5. Tim Robbins, The Truth About Charlie (2002)
Our first repeat appearance and it’s a doozy. I think Robbins is doing a kind of demented and misinformed homage to Walter Matthau, who originated the role in Charade with his signature Brooklyn accent, or maybe Robbins is just trying to give an old Yankee tinge to his turn as the CIA’s man in Paris, or maybe it’s just all a part of director Jonathan Demme’s camp-noir vision. Most likely of all is that Tim Robbins is really lousy at accents, especially the Boston accent.
4. Rob Morrow, Quiz Show (1994)
“You sound like you’re from Boston,” one of the character says to Rob Morrow’s crusading congressional staffer in this 1994 film about the Twenty-One quiz show scandals, and I mean, I guess he doesn’t sound like he’s from somewhere else. (His character obnoxiously responds: “Brookline, actually.”) But Morrow hams up the accent to such a ridiculous level it’s borderline unwatchable for anyone who’s ever heard a non-alien from the New England region speak.

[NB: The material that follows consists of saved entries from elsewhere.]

// Copyright (C) 2026 Fred Clausen
// Use of this source code is governed by an MIT-style
// license that can be found in the LICENSE file or at
// https://opensource.org/licenses/MIT.

//! Credential policy for contractor signup.
//!
//! Field-level password rules live in the domain validators; this module
//! adds the signup-only checks around them.

use facilitydesk_domain::{DomainError, login_email, password};
use thiserror::Error;

/// Credential policy errors.
#[derive(Debug, Error, PartialEq, Eq)]
pub enum CredentialPolicyError {
    /// The email is not a valid address.
    #[error("{0}")]
    InvalidEmail(String),

    /// The password breaks a password rule.
    #[error("{0}")]
    InvalidPassword(String),

    /// Password and confirmation do not match.
    #[error("Password and confirmation do not match")]
    ConfirmationMismatch,
}

impl CredentialPolicyError {
    /// Returns the name of the rejected field.
    #[must_use]
    pub const fn field(&self) -> &'static str {
        match self {
            Self::InvalidEmail(_) => "email",
            Self::InvalidPassword(_) => "password",
            Self::ConfirmationMismatch => "confirmPassword",
        }
    }
}

/// Credentials that passed the policy.
#[derive(Debug, Clone, PartialEq, Eq)]
pub struct AcceptedCredentials {
    /// Lowercase login email.
    pub email: String,
    /// Trimmed password, not yet hashed.
    pub password: String,
}

/// Validates signup credentials.
///
/// # Errors
///
/// Returns a `CredentialPolicyError` if the email is malformed, the
/// password breaks a rule, or the confirmation differs.
pub fn check_credentials(
    email: &str,
    raw_password: &str,
    confirmation: Option<&str>,
) -> Result<AcceptedCredentials, CredentialPolicyError> {
    let email: String = login_email(email)
        .map_err(|e: DomainError| CredentialPolicyError::InvalidEmail(e.to_string()))?;
    let accepted: String = password(raw_password)
        .map_err(|e: DomainError| CredentialPolicyError::InvalidPassword(e.to_string()))?;

    if let Some(confirmation) = confirmation
        && confirmation.trim() != accepted
    {
        return Err(CredentialPolicyError::ConfirmationMismatch);
    }

    Ok(AcceptedCredentials {
        email,
        password: accepted,
    })
}

#[cfg(test)]
#[allow(clippy::unwrap_used, clippy::expect_used)]
mod tests {
    use super::*;

    #[test]
    fn test_valid_credentials_are_normalized() {
        let accepted: AcceptedCredentials =
            check_credentials("  Sam@Example.COM ", " hunter22 ", Some("hunter22")).unwrap();
        assert_eq!(accepted.email, "sam@example.com");
        assert_eq!(accepted.password, "hunter22");
    }

    #[test]
    fn test_short_password_is_rejected() {
        let result: Result<AcceptedCredentials, CredentialPolicyError> =
            check_credentials("sam@example.com", "short", None);
        assert!(matches!(result, Err(CredentialPolicyError::InvalidPassword(_))));
    }

    #[test]
    fn test_password_with_inner_space_is_rejected() {
        let result: Result<AcceptedCredentials, CredentialPolicyError> =
            check_credentials("sam@example.com", "hunter 22 abc", None);
        assert!(matches!(result, Err(CredentialPolicyError::InvalidPassword(_))));
    }

    #[test]
    fn test_confirmation_mismatch() {
        let result: Result<AcceptedCredentials, CredentialPolicyError> =
            check_credentials("sam@example.com", "hunter22", Some("hunter23"));
        assert_eq!(result, Err(CredentialPolicyError::ConfirmationMismatch));
        assert_eq!(
            CredentialPolicyError::ConfirmationMismatch.field(),
            "confirmPassword"
        );
    }

    #[test]
    fn test_bad_email_is_rejected() {
        let result: Result<AcceptedCredentials, CredentialPolicyError> =
            check_credentials("not-an-email", "hunter22", None);
        assert!(matches!(result, Err(CredentialPolicyError::InvalidEmail(_))));
    }
}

3. Tom Hanks, Catch Me If You Can (2002)
Hanks makes the classic mistake of going for a hardcore RFK accent while failing to understand that nobody in the history of Boston or the world ever sounded like a Kennedy except the Kennedys. (I worked for Ted for a while and used to get select jobs in part because my accent was close-ish to the family’s and if I’m being entirely honest looking back—I was putting it on. It was all a ruse.) Anyway Hanks’s maniacal but benevolent IRS agent sounds like Mayor Quimby with a CPA license. Once again, Hanks performs well anyway, but his accent is phonier than one of Frank Abagnale’s checks.
2. Jack Nicholson, The Departed (2006)
Nicholson seemed to largely get a pass on his Boston accent when The Departed came out, maybe because every other decision he made with the Whitey Bulger-like role was so over the top and bizarre the accent was really the last thing anyone was going to notice. The truth is he just kind of forgets about the accent for long stretches and does normal old Jack Nicholson, then slips into a quick “in-pharma” for “informer,” then does a coked-out Irish-brogue, then it’s back to Nicholson. You never can be sure where the hell he’s supposed to be from or what the hell he’s going to do next, which is maybe his interpretation of Bulger but it sure would confuse a linguist.
1. Benedict Cumberbatch, Black Mass (2015)
You gotta feel for the guy. Asking a posh Brit to play Southie’s favorite son was a tall task. Maybe it was worth it to get some of that Cumber-magic in what was supposed to be a big ticket crime flick. But boy did Benedict surprise us all. This is really the gold standard of bad Boston accents. There’s no way to describe what he’s doing because it’s so completely all over the place from one word to the next, none of it identifiable as Boston, or Massachusetts, or New England, or American. He probably should have just given up halfway and played it as Sherlock.